To our knowledge, this is the first study that could show that the high interindividual differences of albumin fractions between haemodialysis patients are at least partly due to the dialyzer type used. Patients treated with a low flux dialyzer had significantly lower amounts of HMA before treatment and showed a lower HMA/HNA-1 conversion after haemodialysis treatment than patients treated with a high flux dialyzer. Several techniques and treatment modifications to alter albumin redox state have been discussed in the literature in the last decades [12,13,14]. More recently, Shigematsu at al. showed in a cross over design that predilution on-line hemodiafiltration improved albumin redox state in maintenance haemodialysis patients compared to using a super high flux dialyzer [21]. It is not yet clear whether the influence on the albumin redox state is brought about by the ultrafiltration coefficient on the one hand and the dialysis mode (haemodialysis vs. haemodiafiltration) on the other hand. In our study, we observed a clear advantage of high flux dialyzers with regard to the proportion of oxidized albumin. This could also result in a consecutive survival advantage for these patients, as Abe et al. demonstrated in their current cohort study [22]. This is in line with the results of a randomized controlled trial by Locatelli et al. [23]. A significant survival benefit was observed among patients with serum albumin ≤ 4 g/dL treated with a high flux membrane. Also, the HEMO study showed positive long-term effects of high flux dialyzer [24].

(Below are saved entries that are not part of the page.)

//! Session registry, membership router, input router and config
//! propagation.
//!
//! The [`Registry`] is plain synchronous state owned by the relay actor.
//! Every mutation queues the notifications it causes in an outbox that the
//! caller drains with [`Registry::take_outbox`] and delivers in order.

use std::collections::{BTreeMap, HashMap};
use std::time::{Duration, Instant};

use aircontrol_types::{
    BridgePresence, CloseReason, ConfigPayload, ConfigRequest, ConnectionId, ControllerPresence,
    GameConfig, InputPayload, Notification, PlayerIndex, RoutedInput, SessionClosed, SessionCode,
    MAX_PLAYERS,
};
use tracing::{debug, info};

use crate::catalog::Catalog;
use crate::codegen;
use crate::error::RelayError;

const MAX_BRIDGE_NAME: usize = 40;
const DEFAULT_BRIDGE_NAME: &str = "Bridge";

/// Default idle threshold before an empty session may be collected.
pub const DEFAULT_IDLE_TIMEOUT: Duration = Duration::from_secs(20 * 60);

#[derive(Debug, Clone, Copy, PartialEq, Eq, Hash)]
pub enum Role {
    Host,
    Controller,
    Bridge,
}

/// The single (role, session, slot) a connection currently occupies.
#[derive(Debug, Clone, PartialEq, Eq)]
pub struct Membership {
    pub role: Role,
    pub code: SessionCode,
    /// Reserved slot for controllers, subscribed slot for bridges.
    pub player: Option<PlayerIndex>,
}

#[derive(Debug, Clone)]
pub struct ControllerMember {
    pub player: PlayerIndex,
    pub joined_at: Instant,
}

#[derive(Debug, Clone)]
pub struct BridgeMember {
    pub name: String,
    pub player: PlayerIndex,
    pub joined_at: Instant,
}

#[derive(Debug, Clone)]
pub struct Session {
    pub code: SessionCode,
    pub host: Option<ConnectionId>,
    pub controllers: BTreeMap<ConnectionId, ControllerMember>,
    pub bridges: BTreeMap<ConnectionId, BridgeMember>,
    pub config: GameConfig,
    pub created_at: Instant,
}

impl Session {
    /// Host, controllers and bridges, read at call time.
    pub fn members(&self) -> impl Iterator<Item = ConnectionId> + '_ {
        self.host
            .into_iter()
            .chain(self.controllers.keys().copied())
            .chain(self.bridges.keys().copied())
    }

    pub fn controller_count(&self) -> usize {
        self.controllers.len()
    }

    pub fn bridge_count(&self) -> usize {
        self.bridges.len()
    }

    fn slot_owner(&self, player: PlayerIndex) -> Option<ConnectionId> {
        self.controllers
            .iter()
            .find(|(_, member)| member.player == player)
            .map(|(id, _)| *id)
    }

    /// Requested slot when it is free, otherwise the lowest free slot.
    fn free_slot(&self, requested: Option<PlayerIndex>, max: u8) -> Option<PlayerIndex> {
        requested
            .filter(|p| p.get() <= max && self.slot_owner(*p).is_none())
            .or_else(|| PlayerIndex::range(max).find(|p| self.slot_owner(*p).is_none()))
    }

    /// Bridges that receive input from the controller on `player`.
    ///
    /// With exactly one controller and one bridge, the bridge is fed
    /// whatever its slot.
    fn bridges_for(&self, player: PlayerIndex) -> Vec<ConnectionId> {
        let matched: Vec<_> = self
            .bridges
            .iter()
            .filter(|(_, bridge)| bridge.player == player)
            .map(|(id, _)| *id)
            .collect();
        if matched.is_empty() && self.controllers.len() == 1 && self.bridges.len() == 1 {
            self.bridges.keys().copied().collect()
        } else {
            matched
        }
    }

    /// Hostless, memberless and older than `idle_timeout`.
    ///
    /// Host departure closes a session on the spot, so live traffic never
    /// reaches this state; collection only guards against a session left
    /// without a host by some other path.
    fn is_idle(&self, now: Instant, idle_timeout: Duration) -> bool {
        self.host.is_none()
            && self.controllers.is_empty()
            && self.bridges.is_empty()
            && now.saturating_duration_since(self.created_at) > idle_timeout
    }
}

Further, in our study we found no significant difference of the albumin redox state due to the dialyzer sterilization mode or the presence of diabetes. Dialyzer sterilization mode and material are two interconnected aspects in terms of biocompatibility of dialyzers. Here, polysulfone-based and other dialyzers were evaluated. There was a tendency for lower HNA-1/HNA-2 fractions after haemodialysis treatment with a PMMA or CTA dialyzer compared to polysulfone dialyzers. These results are limited by the low number of patients in these subgroups, but in line with the findings of a larger prospective observational trial by Donati et al. [25]. Further, the PMMA and CTA based dialyzers do not contain PVP. The content and elution of PVP to the patient´s blood, which has been discussed as a possible cause for adverse reactions rarely occurring with synthetic membranes, differ between commercially available dialyzers and were found to be linked to the membrane material and sterilization method [26]. Therefore, the effect of the membrane material itself and a possible impact of hydrophilic modifications on alteration of albumin redox state have to be investigated in further studies. Our study is the first one that showed that certain dialyzer properties can reduce the level of oxidized albumin fractions and thereby possibly could contribute to lowering mortality in maintenance haemodialysis patients.

In conclusion, prospective cross over trials with different dialysis treatment modes and different dialyzer types like the one planned by Donati et al. are needed to further evaluate to what extend dialyzer properties can reduce the level of oxidative stress [27].

Strengths and Limitations

Our study has several strengths and limitations. To our knowledge, this is the first study to evaluate the effect of different dialyzer properties on albumin redox state in maintenance haemodialysis patients. For this, two different redox-markers, a reversible and an irreversible oxidation, of the same molecule have been investigated. The results are limited by the monocentric design, which is only partly compensated by participating of two different outpatient dialysis centers of the same area. Another limitation is the small number of patients in some subgroups. Further, the number of PMMA and CTA dialyzers used in the study is too small to make more concrete statements about the effect of the dialyzer material on ARS. Due to the study design, some uncertainty remains as to whether the use of different dialyzer per se would lead to the ARS differences observed in this study. Therefore, the results of this study need to be validated by an intervention study, e.g., with a cross-over design.

Conclusion

The study confirms that the ARS is positively altered by haemodialysis and shows for the first time that this effect depends on dialyzer properties.